• **Provided information**:
use crate::config::Config;
use log::{LevelFilter, SetLoggerError};
use simplelog::{ColorChoice, ConfigBuilder, TermLogger, TerminalMode};

/// HTTP stack crates whose records are hidden below TRACE.
const HTTP_STACK_MODULES: &[&str] = &["reqwest", "hyper", "hyper_util", "h2", "rustls"];

pub struct Logger {}

impl Logger {
    /// Install the global terminal logger.
    ///
    /// Records go to stderr so that command output on stdout stays clean, e.g. for `--json`.
    pub fn init_logger(config: &Config) -> Result<(), SetLoggerError> {
        let level = config.log_level_filter;

        TermLogger::init(
            level,
            Self::build_log_config(Self::ignored_modules(level)),
            TerminalMode::Stderr,
            ColorChoice::Auto,
        )
    }

    /// Modules to silence at `level`; TRACE shows everything.
    fn ignored_modules(level: LevelFilter) -> &'static [&'static str] {
        if level == LevelFilter::Trace {
            &[]
        } else {
            HTTP_STACK_MODULES
        }
    }

    fn build_log_config(ignored: &[&'static str]) -> simplelog::Config {
        let mut builder = ConfigBuilder::new();
        builder.set_time_format_rfc3339();
        for &module in ignored {
            builder.add_filter_ignore_str(module);
        }
        builder.build()
    }
}

#[cfg(test)]
mod tests {
    use super::*;

    #[test]
    fn test_http_stack_is_hidden_below_trace() {
        for level in [
            LevelFilter::Off,
            LevelFilter::Error,
            LevelFilter::Warn,
            LevelFilter::Info,
            LevelFilter::Debug,
        ] {
            let ignored = Logger::ignored_modules(level);
            assert!(ignored.contains(&"reqwest"), "{level} should hide reqwest");
            assert!(ignored.contains(&"hyper"), "{level} should hide hyper");
        }
    }

    #[test]
    fn test_trace_shows_everything() {
        assert!(Logger::ignored_modules(LevelFilter::Trace).is_empty());
    }

    #[test]
    fn test_own_crates_are_never_hidden() {
        for module in ["todo_auth", "domain", "todo_client", "service"] {
            assert!(!HTTP_STACK_MODULES.contains(&module));
        }
    }

    #[test]
    fn test_build_log_config_with_and_without_filters() {
        let _filtered = Logger::build_log_config(HTTP_STACK_MODULES);
        let _unfiltered = Logger::build_log_config(&[]);
    }
}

• **Task instructions**: Return an exact copy of the listing above, complete in every line.

• **Output below**:
use crate::config::Config;
use log::{LevelFilter, SetLoggerError};
use simplelog::{ColorChoice, ConfigBuilder, TermLogger, TerminalMode};

/// HTTP stack crates whose records are hidden below TRACE.
const HTTP_STACK_MODULES: &[&str] = &["reqwest", "hyper", "hyper_util", "h2", "rustls"];

pub struct Logger {}

impl Logger {
    /// Install the global terminal logger.
    ///
    /// Records go to stderr so that command output on stdout stays clean, e.g. for `--json`.
    pub fn init_logger(config: &Config) -> Result<(), SetLoggerError> {
        let level = config.log_level_filter;

        TermLogger::init(
            level,
            Self::build_log_config(Self::ignored_modules(level)),
            TerminalMode::Stderr,
            ColorChoice::Auto,
        )
    }

    /// Modules to silence at `level`; TRACE shows everything.
    fn ignored_modules(level: LevelFilter) -> &'static [&'static str] {
        if level == LevelFilter::Trace {
            &[]
        } else {
            HTTP_STACK_MODULES
        }
    }

    fn build_log_config(ignored: &[&'static str]) -> simplelog::Config {
        let mut builder = ConfigBuilder::new();
        builder.set_time_format_rfc3339();
        for &module in ignored {
            builder.add_filter_ignore_str(module);
        }
        builder.build()
    }
}

#[cfg(test)]
mod tests {
    use super::*;

    #[test]
    fn test_http_stack_is_hidden_below_trace() {
        for level in [
            LevelFilter::Off,
            LevelFilter::Error,
            LevelFilter::Warn,
            LevelFilter::Info,
            LevelFilter::Debug,
        ] {
            let ignored = Logger::ignored_modules(level);
            assert!(ignored.contains(&"reqwest"), "{level} should hide reqwest");
            assert!(ignored.contains(&"hyper"), "{level} should hide hyper");
        }
    }

    #[test]
    fn test_trace_shows_everything() {
        assert!(Logger::ignored_modules(LevelFilter::Trace).is_empty());
    }

    #[test]
    fn test_own_crates_are_never_hidden() {
        for module in ["todo_auth", "domain", "todo_client", "service"] {
            assert!(!HTTP_STACK_MODULES.contains(&module));
        }
    }

    #[test]
    fn test_build_log_config_with_and_without_filters() {
        let _filtered = Logger::build_log_config(HTTP_STACK_MODULES);
        let _unfiltered = Logger::build_log_config(&[]);
    }
}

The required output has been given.